» EXERCISE INSTRUCTIONS:
Copy every line of the entries that has the string "remove" in it.

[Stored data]

§ §

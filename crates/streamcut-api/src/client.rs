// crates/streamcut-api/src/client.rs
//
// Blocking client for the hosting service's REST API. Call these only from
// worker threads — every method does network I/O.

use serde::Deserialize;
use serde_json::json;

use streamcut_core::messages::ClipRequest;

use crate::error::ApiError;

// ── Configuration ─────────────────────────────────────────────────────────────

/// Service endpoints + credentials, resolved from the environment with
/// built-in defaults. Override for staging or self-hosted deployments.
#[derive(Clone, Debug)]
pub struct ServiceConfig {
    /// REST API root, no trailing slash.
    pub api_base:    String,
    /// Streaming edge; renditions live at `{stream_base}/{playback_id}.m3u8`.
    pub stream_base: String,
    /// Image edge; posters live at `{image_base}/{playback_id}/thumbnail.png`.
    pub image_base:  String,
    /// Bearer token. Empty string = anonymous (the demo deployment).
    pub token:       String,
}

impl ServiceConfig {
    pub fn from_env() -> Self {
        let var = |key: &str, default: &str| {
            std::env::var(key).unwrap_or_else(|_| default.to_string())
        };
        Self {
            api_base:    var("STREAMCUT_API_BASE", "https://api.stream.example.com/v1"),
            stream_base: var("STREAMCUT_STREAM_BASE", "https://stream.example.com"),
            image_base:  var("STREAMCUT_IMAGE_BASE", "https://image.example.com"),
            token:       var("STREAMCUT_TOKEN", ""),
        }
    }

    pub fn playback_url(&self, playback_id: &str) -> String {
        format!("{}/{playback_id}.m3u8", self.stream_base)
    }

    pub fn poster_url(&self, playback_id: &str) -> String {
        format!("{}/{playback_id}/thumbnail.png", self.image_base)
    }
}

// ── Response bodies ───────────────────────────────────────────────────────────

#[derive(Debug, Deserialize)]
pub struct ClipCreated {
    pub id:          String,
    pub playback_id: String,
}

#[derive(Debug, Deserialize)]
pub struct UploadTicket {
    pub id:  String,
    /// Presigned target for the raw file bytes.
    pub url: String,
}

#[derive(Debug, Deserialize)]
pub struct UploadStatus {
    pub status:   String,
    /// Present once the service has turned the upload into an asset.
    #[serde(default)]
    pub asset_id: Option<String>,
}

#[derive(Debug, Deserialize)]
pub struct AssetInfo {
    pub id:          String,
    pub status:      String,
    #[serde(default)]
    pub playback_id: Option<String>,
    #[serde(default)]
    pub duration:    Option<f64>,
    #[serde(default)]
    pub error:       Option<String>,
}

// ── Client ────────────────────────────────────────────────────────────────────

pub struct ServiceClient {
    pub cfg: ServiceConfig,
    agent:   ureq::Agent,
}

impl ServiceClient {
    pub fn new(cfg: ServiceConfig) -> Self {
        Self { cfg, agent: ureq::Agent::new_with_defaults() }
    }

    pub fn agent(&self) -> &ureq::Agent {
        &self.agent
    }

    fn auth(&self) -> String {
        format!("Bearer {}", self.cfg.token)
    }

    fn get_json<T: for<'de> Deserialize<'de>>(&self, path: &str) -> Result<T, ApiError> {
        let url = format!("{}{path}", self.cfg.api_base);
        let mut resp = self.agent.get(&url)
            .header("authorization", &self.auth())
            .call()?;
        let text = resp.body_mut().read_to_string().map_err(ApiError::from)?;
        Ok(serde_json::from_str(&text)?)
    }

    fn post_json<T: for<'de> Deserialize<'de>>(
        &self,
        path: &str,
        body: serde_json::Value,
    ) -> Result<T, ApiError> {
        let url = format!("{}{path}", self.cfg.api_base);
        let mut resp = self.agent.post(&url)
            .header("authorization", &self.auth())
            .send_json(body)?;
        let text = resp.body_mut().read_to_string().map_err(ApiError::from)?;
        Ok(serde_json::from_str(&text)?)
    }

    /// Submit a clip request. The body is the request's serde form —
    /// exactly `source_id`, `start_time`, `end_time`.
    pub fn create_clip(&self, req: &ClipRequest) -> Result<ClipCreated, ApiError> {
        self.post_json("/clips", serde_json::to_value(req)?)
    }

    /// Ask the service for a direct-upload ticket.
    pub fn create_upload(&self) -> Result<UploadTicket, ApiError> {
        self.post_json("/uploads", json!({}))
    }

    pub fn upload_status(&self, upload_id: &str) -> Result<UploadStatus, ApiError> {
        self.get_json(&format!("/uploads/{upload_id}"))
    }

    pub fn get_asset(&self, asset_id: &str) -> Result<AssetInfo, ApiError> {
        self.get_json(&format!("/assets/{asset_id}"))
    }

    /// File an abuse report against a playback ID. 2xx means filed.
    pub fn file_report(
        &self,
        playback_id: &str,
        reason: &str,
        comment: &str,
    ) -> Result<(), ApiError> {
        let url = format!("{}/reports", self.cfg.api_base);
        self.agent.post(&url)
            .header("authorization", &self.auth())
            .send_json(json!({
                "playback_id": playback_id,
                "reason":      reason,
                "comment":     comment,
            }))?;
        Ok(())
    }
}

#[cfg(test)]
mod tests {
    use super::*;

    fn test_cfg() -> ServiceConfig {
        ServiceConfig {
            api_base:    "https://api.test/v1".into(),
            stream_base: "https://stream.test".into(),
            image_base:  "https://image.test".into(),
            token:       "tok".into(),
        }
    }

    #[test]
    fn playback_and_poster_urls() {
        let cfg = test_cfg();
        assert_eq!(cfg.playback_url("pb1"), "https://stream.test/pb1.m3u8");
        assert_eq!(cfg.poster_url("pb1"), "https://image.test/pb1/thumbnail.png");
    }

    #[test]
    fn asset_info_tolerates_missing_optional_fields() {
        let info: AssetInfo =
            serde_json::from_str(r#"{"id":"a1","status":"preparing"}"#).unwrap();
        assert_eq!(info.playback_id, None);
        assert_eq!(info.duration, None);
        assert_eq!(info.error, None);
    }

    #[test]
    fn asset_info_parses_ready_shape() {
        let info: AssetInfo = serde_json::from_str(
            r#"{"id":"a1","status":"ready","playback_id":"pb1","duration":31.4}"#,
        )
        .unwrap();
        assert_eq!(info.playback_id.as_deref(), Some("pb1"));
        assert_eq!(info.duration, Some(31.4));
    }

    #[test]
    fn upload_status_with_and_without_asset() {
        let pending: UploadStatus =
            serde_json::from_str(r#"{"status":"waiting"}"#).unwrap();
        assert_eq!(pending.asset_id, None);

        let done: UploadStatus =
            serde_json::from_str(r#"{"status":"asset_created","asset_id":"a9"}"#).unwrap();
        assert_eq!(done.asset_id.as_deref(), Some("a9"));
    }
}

§ §

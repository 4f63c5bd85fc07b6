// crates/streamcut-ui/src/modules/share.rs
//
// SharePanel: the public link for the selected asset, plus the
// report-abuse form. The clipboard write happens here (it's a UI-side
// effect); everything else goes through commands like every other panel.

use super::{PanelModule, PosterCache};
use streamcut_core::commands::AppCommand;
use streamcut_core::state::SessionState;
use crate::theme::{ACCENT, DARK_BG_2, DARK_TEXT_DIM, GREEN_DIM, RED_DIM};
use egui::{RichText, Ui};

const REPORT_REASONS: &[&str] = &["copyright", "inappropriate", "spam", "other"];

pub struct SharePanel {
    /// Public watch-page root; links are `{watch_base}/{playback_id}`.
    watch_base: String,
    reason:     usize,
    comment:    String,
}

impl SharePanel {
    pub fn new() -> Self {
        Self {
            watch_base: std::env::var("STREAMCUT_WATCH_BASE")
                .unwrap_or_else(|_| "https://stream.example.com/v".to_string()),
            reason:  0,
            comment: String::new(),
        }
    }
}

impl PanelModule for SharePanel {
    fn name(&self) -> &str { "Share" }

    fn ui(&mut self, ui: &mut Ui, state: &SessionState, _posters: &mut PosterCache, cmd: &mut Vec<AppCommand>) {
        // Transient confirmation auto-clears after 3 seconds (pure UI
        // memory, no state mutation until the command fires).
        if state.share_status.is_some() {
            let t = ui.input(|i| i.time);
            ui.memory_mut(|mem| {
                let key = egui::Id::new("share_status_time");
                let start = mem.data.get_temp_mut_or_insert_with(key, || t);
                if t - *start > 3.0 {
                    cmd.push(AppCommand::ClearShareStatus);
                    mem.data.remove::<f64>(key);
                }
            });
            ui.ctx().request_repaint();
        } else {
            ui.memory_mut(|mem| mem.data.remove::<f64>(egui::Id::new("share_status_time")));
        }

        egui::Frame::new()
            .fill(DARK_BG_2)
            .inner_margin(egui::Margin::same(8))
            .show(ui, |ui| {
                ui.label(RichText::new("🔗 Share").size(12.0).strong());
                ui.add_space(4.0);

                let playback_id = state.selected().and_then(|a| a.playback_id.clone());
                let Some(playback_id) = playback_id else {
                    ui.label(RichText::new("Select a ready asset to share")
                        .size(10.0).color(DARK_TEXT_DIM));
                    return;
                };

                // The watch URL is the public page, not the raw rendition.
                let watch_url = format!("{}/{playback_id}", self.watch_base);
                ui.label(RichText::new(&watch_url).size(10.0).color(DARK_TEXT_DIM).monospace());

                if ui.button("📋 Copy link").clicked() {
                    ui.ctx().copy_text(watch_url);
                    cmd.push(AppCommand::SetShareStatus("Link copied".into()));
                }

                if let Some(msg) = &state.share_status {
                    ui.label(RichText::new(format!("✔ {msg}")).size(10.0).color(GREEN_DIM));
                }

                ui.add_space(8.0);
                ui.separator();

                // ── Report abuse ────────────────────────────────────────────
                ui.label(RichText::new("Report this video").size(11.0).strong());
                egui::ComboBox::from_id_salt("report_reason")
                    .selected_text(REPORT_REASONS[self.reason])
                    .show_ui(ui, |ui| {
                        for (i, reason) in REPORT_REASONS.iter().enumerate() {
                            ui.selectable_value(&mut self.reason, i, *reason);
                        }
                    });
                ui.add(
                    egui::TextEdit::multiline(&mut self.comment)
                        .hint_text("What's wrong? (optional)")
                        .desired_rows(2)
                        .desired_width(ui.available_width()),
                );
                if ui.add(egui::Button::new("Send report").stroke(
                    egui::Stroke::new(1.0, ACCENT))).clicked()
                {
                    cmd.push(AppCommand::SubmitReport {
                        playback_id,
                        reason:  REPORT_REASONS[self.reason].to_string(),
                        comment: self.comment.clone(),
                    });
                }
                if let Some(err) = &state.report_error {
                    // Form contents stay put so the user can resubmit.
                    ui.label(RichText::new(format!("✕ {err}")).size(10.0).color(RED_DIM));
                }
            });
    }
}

§ §

» RESULT:
                    mem.data.remove::<f64>(key);
            ui.memory_mut(|mem| mem.data.remove::<f64>(egui::Id::new("share_status_time")));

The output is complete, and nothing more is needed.